Task input:
*** Begin section ***
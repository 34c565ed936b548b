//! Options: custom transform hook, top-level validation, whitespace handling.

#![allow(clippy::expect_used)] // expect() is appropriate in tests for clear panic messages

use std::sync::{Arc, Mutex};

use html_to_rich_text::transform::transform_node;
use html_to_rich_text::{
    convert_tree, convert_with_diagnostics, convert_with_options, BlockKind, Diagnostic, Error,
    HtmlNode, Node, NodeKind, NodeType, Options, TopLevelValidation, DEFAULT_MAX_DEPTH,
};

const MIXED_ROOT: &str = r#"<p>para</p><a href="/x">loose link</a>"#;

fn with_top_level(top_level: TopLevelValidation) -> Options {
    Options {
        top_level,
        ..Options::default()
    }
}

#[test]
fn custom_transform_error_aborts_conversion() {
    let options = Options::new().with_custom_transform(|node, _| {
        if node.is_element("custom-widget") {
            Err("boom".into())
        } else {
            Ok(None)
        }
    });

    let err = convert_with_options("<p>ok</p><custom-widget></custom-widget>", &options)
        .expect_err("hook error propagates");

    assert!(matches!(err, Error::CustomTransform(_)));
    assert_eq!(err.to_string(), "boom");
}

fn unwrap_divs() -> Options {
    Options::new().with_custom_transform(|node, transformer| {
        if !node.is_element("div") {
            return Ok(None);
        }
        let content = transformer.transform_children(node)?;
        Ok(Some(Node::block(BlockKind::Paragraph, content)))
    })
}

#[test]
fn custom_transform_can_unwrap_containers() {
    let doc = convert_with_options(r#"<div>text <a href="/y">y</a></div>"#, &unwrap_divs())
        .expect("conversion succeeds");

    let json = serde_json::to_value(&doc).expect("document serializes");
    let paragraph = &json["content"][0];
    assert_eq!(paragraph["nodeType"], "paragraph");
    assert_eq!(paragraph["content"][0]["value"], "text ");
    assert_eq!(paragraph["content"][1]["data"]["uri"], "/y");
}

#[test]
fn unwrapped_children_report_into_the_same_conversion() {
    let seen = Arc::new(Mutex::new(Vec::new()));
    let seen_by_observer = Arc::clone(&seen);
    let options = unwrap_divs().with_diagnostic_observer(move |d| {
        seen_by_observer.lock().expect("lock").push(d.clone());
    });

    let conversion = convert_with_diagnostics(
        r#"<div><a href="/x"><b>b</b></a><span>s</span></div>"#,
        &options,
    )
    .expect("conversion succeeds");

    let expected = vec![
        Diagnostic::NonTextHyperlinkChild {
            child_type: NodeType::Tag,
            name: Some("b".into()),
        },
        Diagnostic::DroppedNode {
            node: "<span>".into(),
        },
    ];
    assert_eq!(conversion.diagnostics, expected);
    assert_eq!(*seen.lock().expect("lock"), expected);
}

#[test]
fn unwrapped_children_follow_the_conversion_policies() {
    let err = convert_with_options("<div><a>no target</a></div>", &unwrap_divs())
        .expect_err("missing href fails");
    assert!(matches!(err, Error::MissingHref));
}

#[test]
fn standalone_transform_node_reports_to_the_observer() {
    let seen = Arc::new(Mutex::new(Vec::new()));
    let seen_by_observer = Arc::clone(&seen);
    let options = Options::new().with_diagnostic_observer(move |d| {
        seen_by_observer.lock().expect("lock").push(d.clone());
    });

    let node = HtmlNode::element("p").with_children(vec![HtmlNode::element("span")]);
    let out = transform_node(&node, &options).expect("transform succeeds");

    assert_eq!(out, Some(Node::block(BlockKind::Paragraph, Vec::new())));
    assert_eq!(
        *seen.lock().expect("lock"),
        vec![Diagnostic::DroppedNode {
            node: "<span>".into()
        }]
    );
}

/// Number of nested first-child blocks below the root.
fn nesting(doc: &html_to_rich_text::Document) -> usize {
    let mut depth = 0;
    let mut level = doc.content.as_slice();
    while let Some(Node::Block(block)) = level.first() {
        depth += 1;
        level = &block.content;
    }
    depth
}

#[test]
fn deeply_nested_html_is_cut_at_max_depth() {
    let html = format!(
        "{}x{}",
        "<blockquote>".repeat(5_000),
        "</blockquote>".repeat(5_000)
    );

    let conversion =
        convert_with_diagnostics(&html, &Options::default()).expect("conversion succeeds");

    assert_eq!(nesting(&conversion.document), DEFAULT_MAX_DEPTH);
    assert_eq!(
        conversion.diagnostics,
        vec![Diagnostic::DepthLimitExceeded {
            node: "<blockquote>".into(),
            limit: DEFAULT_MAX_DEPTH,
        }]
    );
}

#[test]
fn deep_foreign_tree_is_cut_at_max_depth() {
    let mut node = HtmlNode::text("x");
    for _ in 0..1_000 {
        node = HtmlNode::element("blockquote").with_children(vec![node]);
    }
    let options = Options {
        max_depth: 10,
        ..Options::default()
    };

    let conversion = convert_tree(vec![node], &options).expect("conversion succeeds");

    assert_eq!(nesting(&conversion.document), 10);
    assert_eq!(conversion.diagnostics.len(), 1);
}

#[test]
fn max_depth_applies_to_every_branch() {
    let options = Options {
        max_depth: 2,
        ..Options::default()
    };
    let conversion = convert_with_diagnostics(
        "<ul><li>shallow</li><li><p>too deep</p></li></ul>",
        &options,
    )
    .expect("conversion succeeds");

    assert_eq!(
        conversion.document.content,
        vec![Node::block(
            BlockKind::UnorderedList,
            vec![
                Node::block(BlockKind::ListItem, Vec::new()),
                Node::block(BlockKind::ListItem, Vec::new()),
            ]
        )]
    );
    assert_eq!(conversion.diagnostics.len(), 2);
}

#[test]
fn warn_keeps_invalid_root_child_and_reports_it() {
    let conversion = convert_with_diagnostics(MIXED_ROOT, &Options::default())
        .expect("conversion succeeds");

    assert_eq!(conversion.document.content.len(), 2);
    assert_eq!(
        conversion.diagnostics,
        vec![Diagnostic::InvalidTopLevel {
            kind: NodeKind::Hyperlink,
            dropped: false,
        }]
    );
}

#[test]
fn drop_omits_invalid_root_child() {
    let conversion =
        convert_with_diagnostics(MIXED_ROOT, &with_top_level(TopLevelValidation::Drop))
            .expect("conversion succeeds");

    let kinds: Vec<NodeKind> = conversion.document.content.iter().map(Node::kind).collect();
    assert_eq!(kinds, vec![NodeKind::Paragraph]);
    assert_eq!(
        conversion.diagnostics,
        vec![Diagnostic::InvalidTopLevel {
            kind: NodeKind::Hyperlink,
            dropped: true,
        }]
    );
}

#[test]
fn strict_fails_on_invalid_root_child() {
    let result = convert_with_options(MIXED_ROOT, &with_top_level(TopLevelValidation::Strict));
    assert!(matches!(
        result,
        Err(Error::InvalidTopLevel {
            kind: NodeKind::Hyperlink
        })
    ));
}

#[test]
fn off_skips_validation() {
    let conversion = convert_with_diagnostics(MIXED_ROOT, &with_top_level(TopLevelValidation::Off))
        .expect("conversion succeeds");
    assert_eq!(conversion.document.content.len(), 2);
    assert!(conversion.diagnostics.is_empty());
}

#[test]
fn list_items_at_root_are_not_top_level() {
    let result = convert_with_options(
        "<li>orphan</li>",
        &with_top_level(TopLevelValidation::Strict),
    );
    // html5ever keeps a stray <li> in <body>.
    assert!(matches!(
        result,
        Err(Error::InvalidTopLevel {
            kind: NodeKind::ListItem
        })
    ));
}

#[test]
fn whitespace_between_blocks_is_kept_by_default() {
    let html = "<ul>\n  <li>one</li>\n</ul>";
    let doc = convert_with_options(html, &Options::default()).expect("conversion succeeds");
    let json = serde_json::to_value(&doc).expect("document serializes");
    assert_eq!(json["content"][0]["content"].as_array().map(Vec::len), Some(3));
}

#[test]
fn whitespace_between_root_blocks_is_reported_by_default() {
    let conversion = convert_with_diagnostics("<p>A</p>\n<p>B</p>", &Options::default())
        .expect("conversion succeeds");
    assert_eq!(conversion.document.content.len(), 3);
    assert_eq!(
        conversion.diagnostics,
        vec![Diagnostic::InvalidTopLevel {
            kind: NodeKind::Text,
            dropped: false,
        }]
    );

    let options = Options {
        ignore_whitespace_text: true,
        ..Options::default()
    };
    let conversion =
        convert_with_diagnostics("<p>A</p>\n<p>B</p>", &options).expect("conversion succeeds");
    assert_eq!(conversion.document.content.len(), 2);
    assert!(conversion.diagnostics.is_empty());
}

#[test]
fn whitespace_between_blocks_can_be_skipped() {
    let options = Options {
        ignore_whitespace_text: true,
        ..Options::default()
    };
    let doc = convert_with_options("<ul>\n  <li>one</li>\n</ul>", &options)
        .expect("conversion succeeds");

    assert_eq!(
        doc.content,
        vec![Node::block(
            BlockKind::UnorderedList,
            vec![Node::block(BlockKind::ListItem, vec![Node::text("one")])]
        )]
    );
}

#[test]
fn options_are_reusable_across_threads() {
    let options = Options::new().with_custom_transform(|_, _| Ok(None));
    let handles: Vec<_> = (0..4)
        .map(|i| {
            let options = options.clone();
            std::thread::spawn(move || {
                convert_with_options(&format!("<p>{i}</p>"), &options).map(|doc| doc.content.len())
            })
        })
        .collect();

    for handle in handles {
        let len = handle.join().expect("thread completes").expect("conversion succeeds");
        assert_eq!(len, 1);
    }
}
*** End section ***
Exercise goal: Go through the listing, find each line with the word "matches", and copy it.

Finished exercise:
    assert!(matches!(err, Error::CustomTransform(_)));
    assert!(matches!(err, Error::MissingHref));
    assert!(matches!(
    assert!(matches!(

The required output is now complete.